Other scholars studied the effect of protests on political changes in developing countries. Mass protests instigated by economic hardship and political repression occurred in 16 sub-Saharan African countries, and 21 governments in the region implemented significant political reforms, such as the adoption of multi-party elections. Authoritarian regimes in Africa distorted the market and reduced the cost of farm produce in favor of urban workers at the cost of rural farmers in the 1980s to prevent urban unrest, which is more visible and easier to mobilize than rural protests.

=== Selectorates ===
Belsky et al. point out that whereas, under more democratic governance, accountability is built into the institution of the state by a habit of regular elections, accountability in autocratic regimes relies on a selectorate—a group that legitimizes or delegitimizes the autocrat's powers according to selectorate theory. Selectorates are those on whom a leader depends in order to hold onto power, and those who have the ability to depose a leader. When a selectorate's hold on power is not overly dependent on the leader in office, selectorates can remove poorly performing leaders, and this accountability by selectorates renders it possible for autocracies to perform better for the benefit of all. Beyond that, institutions can act as credible restraints on autocracy as well.

=== Civil societies ===
In democracies, voluntary associations, interest groups, and associational activity can improve the performance of the government.
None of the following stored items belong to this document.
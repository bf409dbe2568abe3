use rusqlite::{params, Connection, OptionalExtension, Result as SqlResult};
use serde::{Deserialize, Serialize};
use std::path::Path;
use std::sync::Mutex;
use tracing::{debug, info};

/// Metadata for one uploaded image.
#[derive(Debug, Clone, PartialEq, Eq, Serialize, Deserialize)]
pub struct ImageRecord {
    /// Server-generated opaque id, also the storage key.
    pub id: String,
    /// Client-supplied file name. Informational only, never used as a path.
    pub original_name: String,
    pub size: u64,
    pub width: u32,
    pub height: u32,
    /// "png" or "jpeg".
    pub format: String,
    pub created_at: i64,
}

impl ImageRecord {
    pub fn content_type(&self) -> &'static str {
        match self.format.as_str() {
            "png" => "image/png",
            _ => "image/jpeg",
        }
    }
}

/// SQLite-backed image catalog.
///
/// WAL mode is enabled so list/lookup requests don't block behind uploads.
pub struct Catalog {
    conn: Mutex<Connection>,
}

impl Catalog {
    /// Open (or create) the catalog database, creating its parent directory.
    pub fn open(path: &Path) -> SqlResult<Self> {
        if let Some(parent) = path.parent().filter(|p| !p.as_os_str().is_empty()) {
            std::fs::create_dir_all(parent)
                .map_err(|_e| rusqlite::Error::InvalidPath(parent.into()))?;
        }

        let conn = Connection::open(path)?;
        conn.execute_batch("PRAGMA journal_mode=WAL; PRAGMA synchronous=NORMAL;")?;
        conn.execute_batch(
            "CREATE TABLE IF NOT EXISTS images (
                id            TEXT    PRIMARY KEY,
                original_name TEXT    NOT NULL,
                size_bytes    INTEGER NOT NULL,
                width         INTEGER NOT NULL,
                height        INTEGER NOT NULL,
                format        TEXT    NOT NULL CHECK(format IN ('png','jpeg')),
                created_at    INTEGER NOT NULL
            );
            CREATE INDEX IF NOT EXISTS idx_images_created
                ON images(created_at);",
        )?;

        info!(path = path.display().to_string(), "image catalog opened");

        Ok(Self {
            conn: Mutex::new(conn),
        })
    }

    fn lock(&self) -> std::sync::MutexGuard<'_, Connection> {
        self.conn.lock().unwrap_or_else(|poisoned| poisoned.into_inner())
    }

    pub fn insert(&self, record: &ImageRecord) -> SqlResult<()> {
        let conn = self.lock();
        conn.execute(
            "INSERT INTO images (id, original_name, size_bytes, width, height, format, created_at)
             VALUES (?1, ?2, ?3, ?4, ?5, ?6, ?7)",
            params![
                record.id,
                record.original_name,
                record.size as i64,
                record.width,
                record.height,
                record.format,
                record.created_at
            ],
        )?;
        debug!(id = record.id, size = record.size, "inserted image record");
        Ok(())
    }

    pub fn get(&self, id: &str) -> SqlResult<Option<ImageRecord>> {
        let conn = self.lock();
        conn.query_row(
            "SELECT id, original_name, size_bytes, width, height, format, created_at
             FROM images WHERE id = ?1",
            params![id],
            row_to_record,
        )
        .optional()
    }

    /// All images, newest first.
    pub fn list(&self) -> SqlResult<Vec<ImageRecord>> {
        let conn = self.lock();
        let mut stmt = conn.prepare(
            "SELECT id, original_name, size_bytes, width, height, format, created_at
             FROM images ORDER BY created_at DESC, id ASC",
        )?;
        let rows = stmt.query_map([], row_to_record)?;
        rows.collect()
    }

    /// Returns `true` if a record was removed.
    pub fn delete(&self, id: &str) -> SqlResult<bool> {
        let conn = self.lock();
        let changed = conn.execute("DELETE FROM images WHERE id = ?1", params![id])?;
        debug!(id, changed, "deleted image record");
        Ok(changed > 0)
    }
}

fn row_to_record(row: &rusqlite::Row<'_>) -> SqlResult<ImageRecord> {
    let size: i64 = row.get(2)?;
    Ok(ImageRecord {
        id: row.get(0)?,
        original_name: row.get(1)?,
        size: size as u64,
        width: row.get(3)?,
        height: row.get(4)?,
        format: row.get(5)?,
        created_at: row.get(6)?,
    })
}

#[cfg(test)]
mod tests {
    use super::*;

    fn record(id: &str, created_at: i64) -> ImageRecord {
        ImageRecord {
            id: id.into(),
            original_name: format!("{id}.png"),
            size: 123,
            width: 4,
            height: 3,
            format: "png".into(),
            created_at,
        }
    }

    fn open_temp() -> (tempfile::TempDir, Catalog) {
        let dir = tempfile::tempdir().unwrap();
        let catalog = Catalog::open(&dir.path().join("nested/catalog.db")).unwrap();
        (dir, catalog)
    }

    #[test]
    fn insert_then_get() {
        let (_dir, catalog) = open_temp();
        let rec = record("abc", 1);
        catalog.insert(&rec).unwrap();
        assert_eq!(catalog.get("abc").unwrap(), Some(rec));
        assert_eq!(catalog.get("missing").unwrap(), None);
    }

    #[test]
    fn list_is_newest_first() {
        let (_dir, catalog) = open_temp();
        catalog.insert(&record("old", 10)).unwrap();
        catalog.insert(&record("new", 20)).unwrap();
        let ids: Vec<String> = catalog.list().unwrap().into_iter().map(|r| r.id).collect();
        assert_eq!(ids, vec!["new", "old"]);
    }

    #[test]
    fn delete_reports_whether_anything_was_removed() {
        let (_dir, catalog) = open_temp();
        catalog.insert(&record("x", 1)).unwrap();
        assert!(catalog.delete("x").unwrap());
        assert!(!catalog.delete("x").unwrap());
        assert!(catalog.list().unwrap().is_empty());
    }

    #[test]
    fn duplicate_id_rejected() {
        let (_dir, catalog) = open_temp();
        catalog.insert(&record("dup", 1)).unwrap();
        assert!(catalog.insert(&record("dup", 2)).is_err());
    }

    #[test]
    fn unknown_format_rejected_by_schema() {
        let (_dir, catalog) = open_temp();
        let mut rec = record("gif", 1);
        rec.format = "gif".into();
        assert!(catalog.insert(&rec).is_err());
    }

    #[test]
    fn content_type_follows_format() {
        let mut rec = record("a", 1);
        assert_eq!(rec.content_type(), "image/png");
        rec.format = "jpeg".into();
        assert_eq!(rec.content_type(), "image/jpeg");
    }
}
One study showed that civil society organizations such as NGOs can increase the performance of local government according to the central government's standards by monitoring and disclosing information about local government performance in authoritarian regimes like China. Solidarity groups in rural China, in which members share moral obligations and interests, can hold local officials accountable as well when (i) the solidarity group encompasses everyone under the local government's jurisdiction, and (ii) local officials are embedded in the group as members. The social standing and recognition of these groups encourages local officials to perform well, as they value high moral standing in the group.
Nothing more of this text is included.